Rye: We closed our doors early, about two weeks before we were ordered to, and the reason was because our customers made the decision for us. We went from checking in almost 100 people for a Saturday session to just three in a week. We closed our doors on March 14th.

Oso: We collectively headed out to Pow-Wow. As the social and economic climate shifted during a truly amazing experience, we had time to adjust to the possible outcomes. Within a week of being back we put the sign up closing for an undisclosed time.

How was business trending prior to the pandemic?
Rye: Explosive growth, up 100% over the previous year.

Oso: Business was getting better. We are approaching year three, and camp was helping us stay afloat during the progression of building our business. The community started to really show up and different crews started forming. It was taking all of us and the family that formed to keep everything going.

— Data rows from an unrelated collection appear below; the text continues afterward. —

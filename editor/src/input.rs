use bitflags::bitflags;

bitflags! {
	/// The set of modifier keys held down during a pointer event.
	#[derive(Debug, Clone, Copy, PartialEq, Eq, Default)]
	#[repr(transparent)]
	pub struct ModifierKeys: u8 {
		const SHIFT           = 0b0000_0001;
		const ALT             = 0b0000_0010;
		const CONTROL         = 0b0000_0100;
		const META_OR_COMMAND = 0b0000_1000;
	}
}
use crate::consts::{MAX_ABSOLUTE_DIFFERENCE, STRICT_MAX_ABSOLUTE_DIFFERENCE};

use glam::{BVec2, DVec2};

/// Compare two `f64` numbers with a provided max absolute value difference.
pub fn f64_compare(a: f64, b: f64, max_abs_diff: f64) -> bool {
	(a - b).abs() < max_abs_diff
}

/// Compare the two values in a `DVec2` independently with a provided max absolute value difference.
pub fn dvec2_compare(a: DVec2, b: DVec2, max_abs_diff: f64) -> BVec2 {
	BVec2::new((a.x - b.x).abs() < max_abs_diff, (a.y - b.y).abs() < max_abs_diff)
}

/// Return the index and the squared distance of the closest point in the LUT compared to the provided point.
pub(crate) fn get_closest_point_in_lut(lut: &[DVec2], point: DVec2) -> (usize, f64) {
	lut.iter()
		.enumerate()
		.map(|(i, p)| (i, point.distance_squared(*p)))
		.min_by(|x, y| (x.1).total_cmp(&(y.1)))
		.unwrap_or((0, 0.))
}

/// Find the roots of the linear equation `ax + b`.
pub fn solve_linear(a: f64, b: f64) -> [Option<f64>; 2] {
	// There exist roots when `a` is not 0
	if a.abs() > MAX_ABSOLUTE_DIFFERENCE {
		[Some(-b / a), None]
	} else {
		[None; 2]
	}
}

/// Find the roots of the quadratic equation `ax^2 + bx + c`.
/// Precompute the `discriminant` (`b^2 - 4ac`) and `two_times_a` arguments prior to calling this function for efficiency purposes.
pub fn solve_quadratic(discriminant: f64, two_times_a: f64, b: f64, c: f64) -> [Option<f64>; 2] {
	if two_times_a.abs() <= STRICT_MAX_ABSOLUTE_DIFFERENCE {
		return solve_linear(b, c);
	}
	if discriminant.abs() <= STRICT_MAX_ABSOLUTE_DIFFERENCE {
		return [Some(-b / two_times_a), None];
	}
	if discriminant < 0. {
		return [None; 2];
	}
	let root_discriminant = discriminant.sqrt();
	[Some((-b + root_discriminant) / two_times_a), Some((-b - root_discriminant) / two_times_a)]
}

#[cfg(test)]
mod tests {
	use super::*;

	fn collect_roots(mut roots: [Option<f64>; 2]) -> Vec<f64> {
		roots.sort_unstable_by(|a, b| a.partial_cmp(b).unwrap());
		roots.into_iter().flatten().collect()
	}

	#[test]
	fn test_solve_linear() {
		// Line that is on the x-axis
		assert!(collect_roots(solve_linear(0., 0.)).is_empty());
		// Line that is parallel to but not on the x-axis
		assert!(collect_roots(solve_linear(0., 1.)).is_empty());
		// Line with a non-zero slope
		assert!(collect_roots(solve_linear(2., -8.)) == vec![4.]);
	}

	#[test]
	fn test_solve_quadratic() {
		// Parabola with two real roots
		let roots = collect_roots(solve_quadratic(9., 2., 1., -2.));
		assert!(roots == vec![-2., 1.]);
		// Parabola with a double root
		let roots = collect_roots(solve_quadratic(0., 2., -2., 1.));
		assert!(roots == vec![1.]);
		// Parabola with no real roots
		assert!(collect_roots(solve_quadratic(-4., 2., 0., 1.)).is_empty());
		// Degenerate case that is a line
		assert!(collect_roots(solve_quadratic(1., 0., 2., -8.)) == vec![4.]);
	}

	#[test]
	fn test_f64_compare() {
		assert!(f64_compare(1., 1. + 1e-6, 1e-3));
		assert!(!f64_compare(1., 1.1, 1e-3));
	}
}
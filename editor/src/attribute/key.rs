use super::AttributeValue;
use crate::color::Color;
use crate::consts::DEFAULT_STROKE_WIDTH;

use once_cell::sync::Lazy;
use std::collections::HashMap;
use std::fmt::{Debug, Formatter, Result};
use std::hash::{Hash, Hasher};
use std::sync::atomic::{AtomicU64, Ordering};

static NEXT_KEY_ID: AtomicU64 = AtomicU64::new(0);

/// Unique identity of an [`AttributeKey`], allocated once per constructed key.
#[derive(Debug, Clone, Copy, PartialEq, Eq, Hash)]
pub struct AttributeKeyId(u64);

impl AttributeKeyId {
	fn next() -> Self {
		Self(NEXT_KEY_ID.fetch_add(1, Ordering::Relaxed))
	}
}

/// An attribute identifier bundled with its default value.
///
/// Equality and hashing use the key's identity, never its name: two keys constructed with the
/// same name are distinct. The one place where names matter is [`attribute_key`], the by-name
/// lookup into the process-wide catalog used by bulk attribute application.
#[derive(Clone)]
pub struct AttributeKey {
	id: AttributeKeyId,
	name: &'static str,
	default: AttributeValue,
}

impl AttributeKey {
	pub fn new(name: &'static str, default: AttributeValue) -> Self {
		Self {
			id: AttributeKeyId::next(),
			name,
			default,
		}
	}

	pub fn id(&self) -> AttributeKeyId {
		self.id
	}

	pub fn name(&self) -> &'static str {
		self.name
	}

	/// The value reported for this key when a store has no explicit entry for it.
	pub fn default_value(&self) -> &AttributeValue {
		&self.default
	}
}

impl PartialEq for AttributeKey {
	fn eq(&self, other: &Self) -> bool {
		self.id == other.id
	}
}

impl Eq for AttributeKey {}

impl Hash for AttributeKey {
	fn hash<H: Hasher>(&self, state: &mut H) {
		self.id.hash(state);
	}
}

impl Debug for AttributeKey {
	fn fmt(&self, f: &mut Formatter<'_>) -> Result {
		write!(f, "AttributeKey({}, id: {})", self.name, self.id.0)
	}
}

// The built-in attribute catalog. Initialized on first use and read-only afterwards.
pub static FILL_COLOR: Lazy<AttributeKey> = Lazy::new(|| AttributeKey::new("fill-color", AttributeValue::Color(Color::WHITE)));
pub static STROKE_COLOR: Lazy<AttributeKey> = Lazy::new(|| AttributeKey::new("stroke-color", AttributeValue::Color(Color::BLACK)));
pub static STROKE_WIDTH: Lazy<AttributeKey> = Lazy::new(|| AttributeKey::new("stroke-width", AttributeValue::F64(DEFAULT_STROKE_WIDTH)));
pub static OPACITY: Lazy<AttributeKey> = Lazy::new(|| AttributeKey::new("opacity", AttributeValue::F64(1.)));

/// Name lookup table over the built-in catalog.
pub static SUPPORTED_ATTRIBUTES_MAP: Lazy<HashMap<&'static str, AttributeKey>> = Lazy::new(|| {
	[&*FILL_COLOR, &*STROKE_COLOR, &*STROKE_WIDTH, &*OPACITY]
		.into_iter()
		.map(|key| (key.name(), key.clone()))
		.collect()
});

/// Look up a catalog key by name, the merge point between by-name and by-identity attribute access.
pub fn attribute_key(name: &str) -> Option<&'static AttributeKey> {
	SUPPORTED_ATTRIBUTES_MAP.get(name)
}
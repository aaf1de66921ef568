use super::*;
use crate::consts::MAX_ABSOLUTE_DIFFERENCE;

use glam::{DAffine2, DVec2};

/// Functionality relating to core `BezierPath` operations, such as constructors, iteration, and derived geometry.
impl BezierPath {
	/// Create a new `BezierPath` using a list of [PathNode]s.
	/// A `BezierPath` with less than 2 [PathNode]s may not be closed.
	pub fn new(nodes: Vec<PathNode>, closed: bool) -> Self {
		assert!(!closed || nodes.len() > 1, "A closed BezierPath must contain more than 1 PathNode.");
		Self { nodes, closed }
	}

	/// Construct a `BezierPath` from an iterator of anchor positions, creating plain vertices.
	pub fn from_anchors(anchor_positions: impl IntoIterator<Item = DVec2>, closed: bool) -> Self {
		Self::new(anchor_positions.into_iter().map(PathNode::new).collect(), closed)
	}

	/// Returns true if the `BezierPath` contains no [PathNode].
	pub fn is_empty(&self) -> bool {
		self.nodes.is_empty()
	}

	/// Returns the number of [PathNode]s contained within the `BezierPath`.
	pub fn len(&self) -> usize {
		self.nodes.len()
	}

	/// Returns the number of segments contained within the `BezierPath`.
	pub fn len_segments(&self) -> usize {
		let mut number_of_curves = self.len();
		if !self.closed && number_of_curves > 0 {
			number_of_curves -= 1
		}
		number_of_curves
	}

	/// Returns a copy of the bezier segment at the given segment index, if this segment exists.
	pub fn get_segment(&self, segment_index: usize) -> Option<Bezier> {
		if segment_index >= self.len_segments() {
			return None;
		}
		Some(self[segment_index].to_bezier(&self[(segment_index + 1) % self.len()]))
	}

	/// Returns an iterator of the [Bezier]s along the `BezierPath`.
	pub fn iter(&self) -> PathIter<'_> {
		PathIter { path: self, index: 0 }
	}

	/// Returns a slice of the [PathNode]s in the `BezierPath`.
	pub fn nodes(&self) -> &[PathNode] {
		&self.nodes
	}

	/// Returns a mutable reference to the [PathNode]s in the `BezierPath`.
	pub fn nodes_mut(&mut self) -> &mut Vec<PathNode> {
		&mut self.nodes
	}

	/// Returns a vector of all the anchor positions of this `BezierPath`.
	pub fn anchors(&self) -> Vec<DVec2> {
		self.nodes.iter().map(|node| node.anchor).collect()
	}

	/// Returns whether the path is equivalent to a single point.
	pub fn is_point(&self) -> bool {
		if self.is_empty() {
			return false;
		}
		let point = self.nodes[0].anchor;
		self.nodes.iter().all(|node| node.anchor.abs_diff_eq(point, MAX_ABSOLUTE_DIFFERENCE))
	}

	/// The first node's anchor, if any.
	pub fn start_point(&self) -> Option<DVec2> {
		self.nodes.first().map(|node| node.anchor)
	}

	/// The last node's anchor, if any.
	pub fn end_point(&self) -> Option<DVec2> {
		self.nodes.last().map(|node| node.anchor)
	}

	/// Move the first node's anchor. Does nothing on an empty path.
	pub fn set_start_point(&mut self, position: DVec2) {
		if let Some(node) = self.nodes.first_mut() {
			node.anchor = position;
		}
	}

	/// Move the last node's anchor. Does nothing on an empty path.
	pub fn set_end_point(&mut self, position: DVec2) {
		if let Some(node) = self.nodes.last_mut() {
			node.anchor = position;
		}
	}

	/// Return the min and max corners that represent the curve-true bounding box of the path, or `None` for an empty path.
	pub fn bounding_box(&self) -> Option<[DVec2; 2]> {
		if self.len() == 1 {
			let anchor = self.nodes[0].anchor;
			return Some([anchor, anchor]);
		}
		self.iter().map(|bezier| bezier.bounding_box()).reduce(|bbox1, bbox2| [bbox1[0].min(bbox2[0]), bbox1[1].max(bbox2[1])])
	}

	/// The midpoint of the bounding box. An empty path reports the origin rather than failing,
	/// so downstream angle and distance math can fall back gracefully.
	pub fn center(&self) -> DVec2 {
		self.bounding_box().map(|[min_corner, max_corner]| (min_corner + max_corner) / 2.).unwrap_or(DVec2::ZERO)
	}

	/// The anchor farthest from the path's center, or `None` for an empty path.
	pub fn outermost_point(&self) -> Option<DVec2> {
		let center = self.center();
		self.nodes
			.iter()
			.map(|node| node.anchor)
			.max_by(|a, b| a.distance_squared(center).total_cmp(&b.distance_squared(center)))
	}

	/// Apply an affine transform to every node: anchors as points, handle offsets as vectors.
	pub fn apply_transformation(&mut self, transform: DAffine2) {
		for node in &mut self.nodes {
			node.anchor = transform.transform_point2(node.anchor);
			node.handle_in = node.handle_in.map(|offset| transform.transform_vector2(offset));
			node.handle_out = node.handle_out.map(|offset| transform.transform_vector2(offset));
		}
	}
}

#[cfg(test)]
mod tests {
	use super::*;

	fn set_up_square_path() -> BezierPath {
		BezierPath::from_anchors([DVec2::new(0., 0.), DVec2::new(100., 0.), DVec2::new(100., 100.), DVec2::new(0., 100.)], true)
	}

	#[test]
	fn segment_counts_for_open_and_closed_paths() {
		let mut path = set_up_square_path();
		assert_eq!(path.len(), 4);
		assert_eq!(path.len_segments(), 4);

		path.closed = false;
		assert_eq!(path.len_segments(), 3);
	}

	#[test]
	fn iter_wraps_around_closed_paths() {
		let path = set_up_square_path();
		let last = path.iter().last().unwrap();
		assert_eq!(last.start, DVec2::new(0., 100.));
		assert_eq!(last.end, DVec2::new(0., 0.));
	}

	#[test]
	fn center_of_square_is_its_midpoint() {
		let path = set_up_square_path();
		assert_eq!(path.center(), DVec2::new(50., 50.));
	}

	#[test]
	fn center_of_single_node_is_that_node() {
		let path = BezierPath::from_anchors([DVec2::new(13., -7.)], false);
		assert_eq!(path.center(), DVec2::new(13., -7.));
		assert_eq!(path.outermost_point(), Some(DVec2::new(13., -7.)));
	}

	#[test]
	fn center_of_empty_path_falls_back_to_origin() {
		let path = BezierPath::new(Vec::new(), false);
		assert_eq!(path.center(), DVec2::ZERO);
		assert_eq!(path.outermost_point(), None);
	}

	#[test]
	fn bounding_box_includes_curve_extrema() {
		// An open arch: the curve rises above both anchors.
		let nodes = vec![
			PathNode::with_handles(DVec2::new(0., 0.), None, Some(DVec2::new(50., 100.))),
			PathNode::new(DVec2::new(100., 0.)),
		];
		let path = BezierPath::new(nodes, false);
		let [min_corner, max_corner] = path.bounding_box().unwrap();
		assert_eq!(min_corner, DVec2::new(0., 0.));
		assert_eq!(max_corner, DVec2::new(100., 50.));
	}

	#[test]
	fn outermost_point_of_rectangle() {
		let path = BezierPath::from_anchors([DVec2::new(0., 0.), DVec2::new(200., 0.), DVec2::new(200., 100.), DVec2::new(0., 100.)], true);
		let outermost = path.outermost_point().unwrap();
		// Every corner is equidistant from the center; any of them is a valid answer.
		assert_eq!(outermost.distance(path.center()), DVec2::new(100., 50.).length());
	}

	#[test]
	fn transform_moves_anchors_and_rotates_offsets() {
		let nodes = vec![PathNode::with_handles(DVec2::new(10., 0.), Some(DVec2::new(-5., 0.)), Some(DVec2::new(5., 0.)))];
		let mut path = BezierPath::new(nodes, false);
		path.apply_transformation(DAffine2::from_translation(DVec2::new(0., 20.)));

		// Translation moves the anchor but leaves relative handle offsets untouched.
		assert_eq!(path[0].anchor, DVec2::new(10., 20.));
		assert_eq!(path[0].handle_in, Some(DVec2::new(-5., 0.)));
		assert_eq!(path[0].handle_out, Some(DVec2::new(5., 0.)));
	}

	#[test]
	fn start_and_end_points_are_editable() {
		let mut path = BezierPath::from_anchors([DVec2::new(0., 0.), DVec2::new(100., 100.)], false);
		path.set_start_point(DVec2::new(-10., 0.));
		path.set_end_point(DVec2::new(110., 100.));
		assert_eq!(path.start_point(), Some(DVec2::new(-10., 0.)));
		assert_eq!(path.end_point(), Some(DVec2::new(110., 100.)));
	}
}
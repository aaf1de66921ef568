use crate::attribute::{AttributeKey, AttributeStore, AttributeValue, RestoreData};
use crate::error::EditorError;

use bezier_path::{BezierPath, PathError, PathNode};
use glam::{DAffine2, DVec2};
use std::cell::RefCell;
use std::rc::Rc;

/// Observer notified around figure mutations.
///
/// `will_change` fires before a mutation so a view can suspend incremental repaint bookkeeping;
/// `changed` fires after it. Observers must not mutate the figure from inside a callback.
pub trait FigureObserver {
	fn will_change(&self);
	fn changed(&self);
}

/// Opaque snapshot of a figure's pre-transform geometry.
///
/// Produced by [`BezierFigure::transform_restore_data`] and only meaningfully replayable on the
/// figure that produced it (or a structural clone of it).
#[derive(Clone, Debug, Default, PartialEq)]
pub struct TransformRestoreData(BezierPath);

/// A figure composed of one editable [`BezierPath`] and one [`AttributeStore`].
///
/// The figure is the unit of undo: its geometry and attributes are only mutated through methods
/// here, which bracket each change with will-change/changed notifications (or, for the raw
/// transform operations, leave the bracketing to the gesture driving them).
pub struct BezierFigure {
	path: BezierPath,
	attributes: Rc<RefCell<AttributeStore>>,
	observer: Option<Rc<dyn FigureObserver>>,
}

impl BezierFigure {
	pub fn new(path: BezierPath) -> Self {
		Self {
			path,
			attributes: Rc::new(RefCell::new(AttributeStore::new())),
			observer: None,
		}
	}

	/// Compose a figure with an existing attribute store, e.g. one wired with a listener and
	/// dependents before the figure is built.
	pub fn with_attributes(path: BezierPath, attributes: Rc<RefCell<AttributeStore>>) -> Self {
		Self {
			path,
			attributes,
			observer: None,
		}
	}

	pub fn set_observer(&mut self, observer: Option<Rc<dyn FigureObserver>>) {
		self.observer = observer;
	}

	/// Read access to the figure's geometry.
	pub fn path(&self) -> &BezierPath {
		&self.path
	}

	/// Shared handle to the figure's attribute store.
	pub fn attr(&self) -> Rc<RefCell<AttributeStore>> {
		self.attributes.clone()
	}

	/// Signal that a mutation is about to happen.
	pub fn will_change(&self) {
		if let Some(observer) = &self.observer {
			observer.will_change();
		}
	}

	/// Signal that a mutation finished.
	pub fn changed(&self) {
		if let Some(observer) = &self.observer {
			observer.changed();
		}
	}

	pub fn node_count(&self) -> usize {
		self.path.len()
	}

	/// Append a node to the end of the figure's path.
	pub fn add_node(&mut self, node: PathNode) {
		self.will_change();
		self.path.add_node(node);
		self.changed();
	}

	/// Remove and return the node at `index`.
	pub fn remove_node(&mut self, index: usize) -> Result<PathNode, EditorError> {
		// Check before mutating so a failed call neither changes the path nor notifies.
		if index >= self.path.len() {
			return Err(PathError::IndexOutOfRange { index, len: self.path.len() }.into());
		}
		self.will_change();
		let node = self.path.remove_node(index)?;
		self.changed();
		Ok(node)
	}

	/// Index of the first segment passing within `tolerance` of `point`, if any.
	pub fn find_segment(&self, point: DVec2, tolerance: f64) -> Option<usize> {
		self.path.find_segment(point, tolerance)
	}

	/// Split the segment near `point`, inserting a new node at the projection of `point`.
	/// Returns the new node's index.
	pub fn split_segment(&mut self, point: DVec2, tolerance: f64) -> Result<usize, EditorError> {
		if self.path.find_segment(point, tolerance).is_none() {
			return Err(PathError::NotFound.into());
		}
		self.will_change();
		let new_index = self.path.split_segment(point, tolerance)?;
		self.changed();
		Ok(new_index)
	}

	pub fn start_point(&self) -> Option<DVec2> {
		self.path.start_point()
	}

	pub fn end_point(&self) -> Option<DVec2> {
		self.path.end_point()
	}

	pub fn set_start_point(&mut self, position: DVec2) {
		self.will_change();
		self.path.set_start_point(position);
		self.changed();
	}

	pub fn set_end_point(&mut self, position: DVec2) {
		self.will_change();
		self.path.set_end_point(position);
		self.changed();
	}

	/// The center of the figure's geometry. A single-point figure reports that point; an empty
	/// figure reports the origin.
	pub fn center(&self) -> DVec2 {
		self.path.center()
	}

	/// The anchor farthest from the figure's center, if the figure has any nodes.
	pub fn outermost_point(&self) -> Option<DVec2> {
		self.path.outermost_point()
	}

	/// Apply an affine transform to the figure's geometry.
	///
	/// Not bracketed: a gesture composes the will-change/restore/transform/changed sequence
	/// itself, so each step replays from the pristine snapshot inside a single notification pair.
	pub fn transform(&mut self, transform: DAffine2) {
		self.path.apply_transformation(transform);
	}

	/// Capture the geometry state a later [`restore_transform_to`](Self::restore_transform_to)
	/// can return to.
	pub fn transform_restore_data(&self) -> TransformRestoreData {
		TransformRestoreData(self.path.clone())
	}

	/// Return the geometry to a previously captured state. Unbracketed, like
	/// [`transform`](Self::transform).
	pub fn restore_transform_to(&mut self, data: &TransformRestoreData) {
		self.path = data.0.clone();
	}

	/// Write one attribute, bracketed with change notifications.
	pub fn set_attribute(&mut self, key: &AttributeKey, value: AttributeValue) {
		self.will_change();
		self.attributes.borrow_mut().set(key, value);
		self.changed();
	}

	/// Read one attribute, falling back to the key's default.
	pub fn get_attribute(&self, key: &AttributeKey) -> AttributeValue {
		self.attributes.borrow().get(key)
	}

	/// Capture the attribute state, including dependents, for undo.
	pub fn attributes_restore_data(&self) -> RestoreData {
		self.attributes.borrow().snapshot()
	}

	/// Return the attribute state, including dependents, to a previously captured snapshot.
	pub fn restore_attributes_to(&mut self, data: &RestoreData) -> Result<(), EditorError> {
		self.will_change();
		let result = self.attributes.borrow_mut().restore(data);
		self.changed();
		result
	}
}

How many employees work for the park?
Rye: Five full-time, seven part-time.

Oso: We have three owners: Brett C, Phil G and Chris C. Aside from that, the crew always helps fill in so we can balance work and life.

Have you been forced to cut back hours or employees in response to the crisis?
Rye: Our part-time staff are all high schoolers so with the switch in our schedule they lost their hours, but we committed to keeping all full-timers going. We worked for five weeks, then I gave everyone a paid week off without them having to use any vacation time for it.

Oso: Operation stopped altogether. It’s been mid-March since any business has been generated.

Are you able to supplement revenue through a shop?
Rye: Thankfully yes, we do home delivery, mail order and curbside.

Oso: No. We have shirts, and sell memberships for future visits. Thank you to everyone that has supported us during this time.

Has your business been eligible for any of the government relief programs in response to the pandemic? Which ones?
Rye: Yes, PPP and the grant.

Oso: We are eligible for a possible loan or grant, depending on our pending application. We applied for the grant but not the loan. At this point, we have been powering through some trying times before all this started. We don’t want to take more than what we need; everyone needs to stay afloat.

Have you had any difficulty accessing any of the relief funding from the government (e.g. the Paycheck Protection Program)?
Rye: No, we actually got in on the first round on the first day.

Oso: Super delayed response. We are one of many applying, it’s part of the deal. We are patient.

How have you adjusted your business to meet these unexpected challenges?
Rye: Outside of closing the doors, we cleaned the whole place, painted it all, re-organized our check-in area, and will be ready to go once we are given the go ahead.

Oso: Skating has kept us together. The community has really helped keep us alive and we see a future. Maybe building some new things, adjusting to the new social climate. We are here to stay.